Too bad it's not true. Even if BSD did die, I'd still install it on all my new boxes.
Common sense is not so common.
that is lovely. post it everywhere
When are people going to start talking about lainOS across the wired? It's the 6th BSD :)
Saying your OS is the best because more people use it is like saying MacDonalds make the best food
I knew Steve had horns!
that BSD can only survive 9 incarnations before it dies. Of course I've also heard that it has two hearts and a mechnnical dog named K9.
The UI doesn't suck like the others.
Save your mod points for the OBVIOUS trolls.
Most BSD threads are small, I read at 0 (yeah zero). It only takes a few minutes to scan through all the postings and pick out the interesting ones.
It really is a waste of your mod points.
Heh.
this article is great for those mac users who are interested in understanding part of the reason why they went from their traditional mac os to BSD, and why it didn't happen sooner.
I luv OSX. Easy to use, powerful, and pretty much the #1 thing that made me want to jump ship from Windows. If you want to compare to Linux, it is definatly a clear choice. OSX has the polish of an OS where Linux makes it hard for someone outside a CS major to understand the damn thing! :)
i said wewt!
I think the problem is that we have a bunch of anti-BSD people coming in here and using their mod points just to mess up the conversations in here. About 90% of all the troll rated stuff was non-trollish. Maybe not particularly funny, not particularly informative, perhaps slightly off-topic, or even just boring, but not a troll.
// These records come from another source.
//! `web-sys` implementations of the page handle traits

use pdftools_core::ui::{
    Display, FileInput, FileListView, FileSet, FormHandle, Platform, TextArea, UiElement,
};
use pdftools_core::{Operation, OperationHandles, PageHandles, SelectedFileEntry, UiError};
use tracing::{debug, warn};
use wasm_bindgen::prelude::*;
use wasm_bindgen::JsCast;
use web_sys::{
    Document, Element, FileList, FormData, HtmlDocument, HtmlElement, HtmlFormElement,
    HtmlInputElement, HtmlTextAreaElement,
};

use crate::download::BlobDownloader;
use crate::fetch::FetchTransport;
use crate::timer::BrowserTimer;

/// The browser platform
pub struct Browser;

impl Platform for Browser {
    type Element = DomElement;
    type FileInput = DomFileInput;
    type FileList = DomFileList;
    type Form = DomForm;
    type TextArea = DomTextArea;
    type Timer = BrowserTimer;
    type Transport = FetchTransport;
    type Downloader = BlobDownloader;
}

/// Best-effort message for a thrown JS value
pub fn js_error_message(value: &JsValue) -> String {
    if let Some(err) = value.dyn_ref::<js_sys::Error>() {
        String::from(err.message())
    } else if let Some(text) = value.as_string() {
        text
    } else {
        format!("{:?}", value)
    }
}

pub(crate) fn dom_error(value: JsValue) -> UiError {
    UiError::Dom(js_error_message(&value))
}

fn log_failure(action: &str, result: Result<(), JsValue>) {
    if let Err(e) = result {
        warn!(action, error = %js_error_message(&e), "DOM update failed");
    }
}

#[derive(Clone)]
pub struct DomElement(HtmlElement);

impl DomElement {
    pub fn new(element: HtmlElement) -> Self {
        Self(element)
    }

    pub fn inner(&self) -> &HtmlElement {
        &self.0
    }
}

impl UiElement for DomElement {
    fn add_class(&self, class: &str) {
        log_failure("add class", self.0.class_list().add_1(class));
    }

    fn remove_class(&self, class: &str) {
        log_failure("remove class", self.0.class_list().remove_1(class));
    }

    fn has_class(&self, class: &str) -> bool {
        self.0.class_list().contains(class)
    }

    fn set_class_name(&self, name: &str) {
        self.0.set_class_name(name);
    }

    fn set_text(&self, text: &str) {
        self.0.set_text_content(Some(text));
    }

    fn set_style(&self, property: &str, value: &str) {
        log_failure("set style", self.0.style().set_property(property, value));
    }

    fn set_display(&self, display: Display) {
        self.set_style("display", display.as_css());
    }
}

/// Files carried by a drop event
pub struct DroppedFiles(pub FileList);

impl FileSet for DroppedFiles {
    fn len(&self) -> usize {
        self.0.length() as usize
    }
}

#[derive(Clone)]
pub struct DomFileInput(HtmlInputElement);

impl DomFileInput {
    pub fn inner(&self) -> &HtmlInputElement {
        &self.0
    }
}

impl FileInput for DomFileInput {
    type Files = DroppedFiles;

    fn open_picker(&self) {
        self.0.click();
    }

    fn assign(&self, files: DroppedFiles) {
        self.0.set_files(Some(&files.0));
    }

    fn selected(&self) -> Vec<SelectedFileEntry> {
        let Some(list) = self.0.files() else {
            return Vec::new();
        };
        (0..list.length())
            .filter_map(|i| list.get(i))
            .map(|file| SelectedFileEntry::new(file.name(), file.size() as u64))
            .collect()
    }
}

/// Renders `div.file-item` rows under an upload zone
pub struct DomFileList {
    container: Element,
    document: Document,
}

impl DomFileList {
    fn item(&self, label: &str) -> Result<Element, JsValue> {
        let item = self.document.create_element("div")?;
        item.set_class_name("file-item");

        let icon = self.document.create_element("i")?;
        icon.set_class_name("fas fa-file-pdf");
        item.append_child(&icon)?;

        let text = self.document.create_element("span")?;
        text.set_text_content(Some(label));
        item.append_child(&text)?;

        Ok(item)
    }
}

impl FileListView for DomFileList {
    fn clear(&self) {
        self.container.set_inner_html("");
    }

    fn append(&self, label: &str) {
        let result = self
            .item(label)
            .and_then(|item| self.container.append_child(&item).map(|_| ()));
        log_failure("append file item", result);
    }
}

pub struct DomForm(HtmlFormElement);

impl DomForm {
    pub fn inner(&self) -> &HtmlFormElement {
        &self.0
    }
}

impl FormHandle for DomForm {
    type Payload = FormData;

    fn encode(&self) -> Result<FormData, UiError> {
        FormData::new_with_form(&self.0).map_err(dom_error)
    }

    fn field(&self, name: &str) -> Option<String> {
        FormData::new_with_form(&self.0).ok()?.get(name).as_string()
    }

    fn set_busy(&self, busy: bool) {
        let button = match self.0.query_selector("[type=submit]") {
            Ok(Some(button)) => button,
            _ => return,
        };
        let result = if busy {
            button.set_attribute("disabled", "")
        } else {
            button.remove_attribute("disabled")
        };
        log_failure("toggle submit", result);
    }
}

pub struct DomTextArea {
    area: HtmlTextAreaElement,
    document: Document,
}

impl TextArea for DomTextArea {
    fn set_value(&self, value: &str) {
        self.area.set_value(value);
    }

    fn value(&self) -> String {
        self.area.value()
    }

    fn select_and_copy(&self) -> bool {
        self.area.select();
        let Some(html) = self.document.dyn_ref::<HtmlDocument>() else {
            return false;
        };
        match html.exec_command("copy") {
            Ok(copied) => copied,
            Err(e) => {
                debug!(error = %js_error_message(&e), "copy command rejected");
                false
            }
        }
    }
}

/// Id lookups against the current document
pub struct DomLookup {
    document: Document,
}

impl DomLookup {
    pub fn new() -> Result<Self, JsValue> {
        let window = web_sys::window().ok_or("No window")?;
        let document = window.document().ok_or("No document")?;
        Ok(Self { document })
    }

    pub fn document(&self) -> &Document {
        &self.document
    }

    fn by_id<T: JsCast>(&self, id: &str) -> Option<T> {
        self.document.get_element_by_id(id)?.dyn_into::<T>().ok()
    }

    pub fn element(&self, id: &str) -> Option<DomElement> {
        self.by_id::<HtmlElement>(id).map(DomElement)
    }

    pub fn input(&self, id: &str) -> Option<DomFileInput> {
        self.by_id::<HtmlInputElement>(id).map(DomFileInput)
    }

    pub fn form(&self, id: &str) -> Option<DomForm> {
        self.by_id::<HtmlFormElement>(id).map(DomForm)
    }

    pub fn file_list(&self, id: &str) -> Option<DomFileList> {
        self.document.get_element_by_id(id).map(|container| DomFileList {
            container,
            document: self.document.clone(),
        })
    }

    pub fn text_area(&self, id: &str) -> Option<DomTextArea> {
        self.by_id::<HtmlTextAreaElement>(id).map(|area| DomTextArea {
            area,
            document: self.document.clone(),
        })
    }

    /// All elements matching `selector`, in document order
    pub fn query_all(&self, selector: &str) -> Vec<HtmlElement> {
        let Ok(nodes) = self.document.query_selector_all(selector) else {
            return Vec::new();
        };
        (0..nodes.length())
            .filter_map(|i| nodes.item(i))
            .filter_map(|node| node.dyn_into::<HtmlElement>().ok())
            .collect()
    }

    /// Tab buttons keyed by their `data-tab` attribute
    pub fn tab_buttons(&self) -> Vec<(String, HtmlElement)> {
        self.query_all(".tab-btn")
            .into_iter()
            .filter_map(|button| match button.get_attribute("data-tab") {
                Some(id) => Some((id, button)),
                None => {
                    warn!(text = %button.inner_text(), "tab button without data-tab skipped");
                    None
                }
            })
            .collect()
    }

    /// Tab panels keyed by their element id
    pub fn tab_panels(&self) -> Vec<(String, HtmlElement)> {
        self.query_all(".tab-content")
            .into_iter()
            .map(|panel| (panel.id(), panel))
            .filter(|(id, _)| !id.is_empty())
            .collect()
    }

    /// Handles for one operation; `None` unless the zone, input and form
    /// are all present
    pub fn operation(&self, op: Operation) -> Option<OperationHandles<Browser>> {
        Some(OperationHandles {
            operation: op,
            zone: self.element(&op.upload_area_id())?,
            input: self.input(&op.input_id())?,
            list: self.file_list(&op.file_list_id()),
            form: self.form(&op.form_id())?,
        })
    }

    pub fn page_handles(&self) -> Result<PageHandles<Browser>, JsValue> {
        let window = web_sys::window().ok_or("No window")?;
        let wrap = |items: Vec<(String, HtmlElement)>| {
            items
                .into_iter()
                .map(|(id, el)| (id, DomElement(el)))
                .collect::<Vec<_>>()
        };

        Ok(PageHandles {
            tab_buttons: wrap(self.tab_buttons()),
            tab_panels: wrap(self.tab_panels()),
            operations: Operation::ALL
                .into_iter()
                .filter_map(|op| self.operation(op))
                .collect(),
            loading_overlay: self.element("loadingOverlay"),
            notification: self.element("notification"),
            extracted_text: self.element("extractedText"),
            text_content: self.text_area("textContent"),
            timer: BrowserTimer::new(window.clone()),
            transport: FetchTransport::new(window),
            downloader: BlobDownloader::new(self.document.clone()),
        })
    }
}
Yes you are right. It is not hard to just go through 50-60 unmoderated posts.
Is there any other BSD news site where anti-BSD people don't get to mod down conversations?
If your hardware wouldn't fry in the process, you could rip the video card out of a runnig machine, and replace it.
Actually, there are people working on this for the linux kernel at least See this page or the May issue of Linux Journal page 54.
I imagine that similar capabilities could be coded for any BSD as well.